We need to be careful not to project our adult understandings onto children. They will develop identities based on the culture around them, not on the culture we grew up in. In the past, boys knew that if they married when they grew up, they would marry a woman; and girls knew that if they married when they grew up, they would marry a man. Children understood that marriage brought men and women together to form families because every aspect of our culture conveyed that message. There was nothing automatic about it. Change the culture, and you change the outcome.

What will our culture teach children now? How will parents answer children’s questions? If Billy says, “Do you think I might marry Timmy when I grow up?” what is the answer? “We’ll have to wait and see what your sexual orientation is and what Timmy’s sexual orientation is”? Or “If you get married, it will probably be to a girl”? Instead of a clear foundation for building their self-understanding, the children will receive nebulous answers.

The educational system will be an authoritative source of insecurity for children. Planned Parenthood, the Sexuality Information and Education Council of the United States (SIECUS), Advocates for Youth, Answer, and Future of Sex Education (FoSE) are powerful national organizations bonded together to promote not just sex education but also “gender education” to our young. These groups have produced the National Sexuality Education Standards “to address the inconsistent implementation of sexuality education nationwide.”

Under these standards, children ages eight to ten will be taught to “define sexual orientation as romantic attraction to an individual of the same gender or of a different gender.”

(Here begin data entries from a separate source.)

//! Periodic reporter
//!
//! One tick: scrape (when enabled) → snapshot and diff both trackers →
//! assemble the outbound message → submit → commit on success. A failed
//! delivery commits nothing, so the next tick re-computes against the same
//! old state and re-emits; an observation is delivered at least once under
//! persistent connectivity and at most twice across a single failure.
//!
//! Configuration is loaded once per tick, so collector updates apply at
//! tick boundaries and never mid-diff.

use std::sync::Arc;

use log::{debug, info, warn};
use tokio::sync::watch;

use spyglass_proto::NetworkObservations;

use crate::config::{ConfigHandle, RuntimeConfig};
use crate::conntrack::ConnectionTracker;
use crate::control::ObservationSink;
use crate::endpoints::{EndpointId, EndpointTracker};
use crate::net::{Connection, ProcessInfo};
use crate::scrape::ListeningSocketSource;
use crate::stats::PipelineStats;

pub struct Reporter {
    conn_tracker: Arc<ConnectionTracker>,
    endpoint_tracker: Arc<EndpointTracker>,
    scraper: Option<Arc<dyn ListeningSocketSource>>,
    sink: Arc<dyn ObservationSink>,
    config: Arc<ConfigHandle>,
    stats: Arc<PipelineStats>,
    host_id: String,
}

impl Reporter {
    pub fn new(
        conn_tracker: Arc<ConnectionTracker>,
        endpoint_tracker: Arc<EndpointTracker>,
        scraper: Option<Arc<dyn ListeningSocketSource>>,
        sink: Arc<dyn ObservationSink>,
        config: Arc<ConfigHandle>,
        stats: Arc<PipelineStats>,
        host_id: String,
    ) -> Self {
        Self {
            conn_tracker,
            endpoint_tracker,
            scraper,
            sink,
            config,
            stats,
            host_id,
        }
    }

    /// Tick until shutdown, then run one final best-effort flush.
    pub async fn run(&self, mut shutdown: watch::Receiver<bool>) {
        let mut reported_evictions = 0u64;
        loop {
            let interval = self.config.load().scrape_interval;
            tokio::select! {
                _ = shutdown.changed() => break,
                _ = tokio::time::sleep(interval) => {
                    self.tick(boot_now_micros()).await;
                    reported_evictions = self.warn_on_evictions(reported_evictions);
                }
            }
        }

        info!("reporter stopping, flushing final diff");
        self.tick(boot_now_micros()).await;
    }

    /// One reporter cycle at `now_micros` (driver clock domain).
    pub async fn tick(&self, now_micros: u64) {
        let config = self.config.load();

        if let Some(scraper) = &self.scraper {
            if !config.turn_off_scrape {
                self.run_scrape(scraper.as_ref(), now_micros, &config).await;
            }
        }

        let afterglow = config.afterglow();
        let conn_delta = self.conn_tracker.compute_delta(now_micros, afterglow);
        let endpoint_delta = self.endpoint_tracker.compute_delta(now_micros, afterglow);

        debug!(
            "tick: connections +{} -{} ={} endpoints +{} -{} ={} ({})",
            conn_delta.added.len(),
            conn_delta.removed.len(),
            conn_delta.still_open,
            endpoint_delta.added.len(),
            endpoint_delta.removed.len(),
            endpoint_delta.still_open,
            self.stats.snapshot(),
        );

        if conn_delta.is_empty() && endpoint_delta.is_empty() {
            return;
        }

        let message = self.assemble(now_micros, &conn_delta, &endpoint_delta);
        match self.sink.submit(message).await {
            Ok(()) => {
                self.conn_tracker.commit(conn_delta);
                self.endpoint_tracker.commit(endpoint_delta);
            }
            Err(err) => {
                // No commit: the next tick diffs against the same old
                // state and re-emits everything that was lost.
                warn!("observation delivery failed: {}, will retry", err);
            }
        }
    }

    async fn run_scrape(
        &self,
        scraper: &dyn ListeningSocketSource,
        now_micros: u64,
        config: &RuntimeConfig,
    ) {
        match scraper.scan().await {
            Ok(mut scraped) => {
                if !config.processes_listening_on_port {
                    for entry in &mut scraped {
                        entry.originator = None;
                    }
                }
                self.endpoint_tracker.submit_scrape(now_micros, scraped);
            }
            Err(err) => {
                warn!("listening-port scrape failed: {}", err);
            }
        }
    }

    fn assemble(
        &self,
        now_micros: u64,
        conn_delta: &crate::conntrack::Delta<Connection>,
        endpoint_delta: &crate::conntrack::Delta<EndpointId>,
    ) -> NetworkObservations {
        NetworkObservations {
            host_id: self.host_id.clone(),
            timestamp_micros: now_micros as i64,
            added_connections: conn_delta.added.iter().map(Connection::to_proto).collect(),
            removed_connections: conn_delta
                .removed
                .iter()
                .map(Connection::to_proto)
                .collect(),
            added_endpoints: endpoint_delta
                .added
                .iter()
                .map(|id| self.endpoint_proto(id))
                .collect(),
            removed_endpoints: endpoint_delta
                .removed
                .iter()
                .map(|id| self.endpoint_proto(id))
                .collect(),
        }
    }

    fn endpoint_proto(&self, id: &EndpointId) -> spyglass_proto::ListeningEndpoint {
        listening_endpoint_proto(id, self.endpoint_tracker.originator_of(id))
    }

    fn warn_on_evictions(&self, reported: u64) -> u64 {
        let total = self.conn_tracker.evictions() + self.endpoint_tracker.evictions();
        if total > reported {
            warn!(
                "tracker tables over capacity: {} entries evicted so far",
                total
            );
        }
        total
    }
}

pub fn listening_endpoint_proto(
    id: &EndpointId,
    originator: Option<ProcessInfo>,
) -> spyglass_proto::ListeningEndpoint {
    spyglass_proto::ListeningEndpoint {
        container_id: id.container_id.clone(),
        endpoint: Some(id.endpoint.to_proto()),
        protocol: id.proto.to_proto() as i32,
        originator: originator.map(|p| p.to_proto()),
    }
}

/// Microseconds on the boot clock, the same domain as driver timestamps.
pub fn boot_now_micros() -> u64 {
    let mut ts = libc::timespec {
        tv_sec: 0,
        tv_nsec: 0,
    };
    // CLOCK_BOOTTIME cannot fail with a valid timespec pointer.
    unsafe {
        libc::clock_gettime(libc::CLOCK_BOOTTIME, &mut ts);
    }
    ts.tv_sec as u64 * 1_000_000 + ts.tv_nsec as u64 / 1_000
}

Children ages ten to twelve will be taught, among other things, to

  1. Differentiate between gender identity, gender expression, and sexual orientation.
  2. Analyze external influences that have an impact on one’s attitudes about gender, sexual orientation, and gender identity.
  3. Access accurate information about gender identity, gender expression, and sexual orientation.
  4. Communicate respectfully with and about people of all gender identities, gender expressions, and sexual orientations.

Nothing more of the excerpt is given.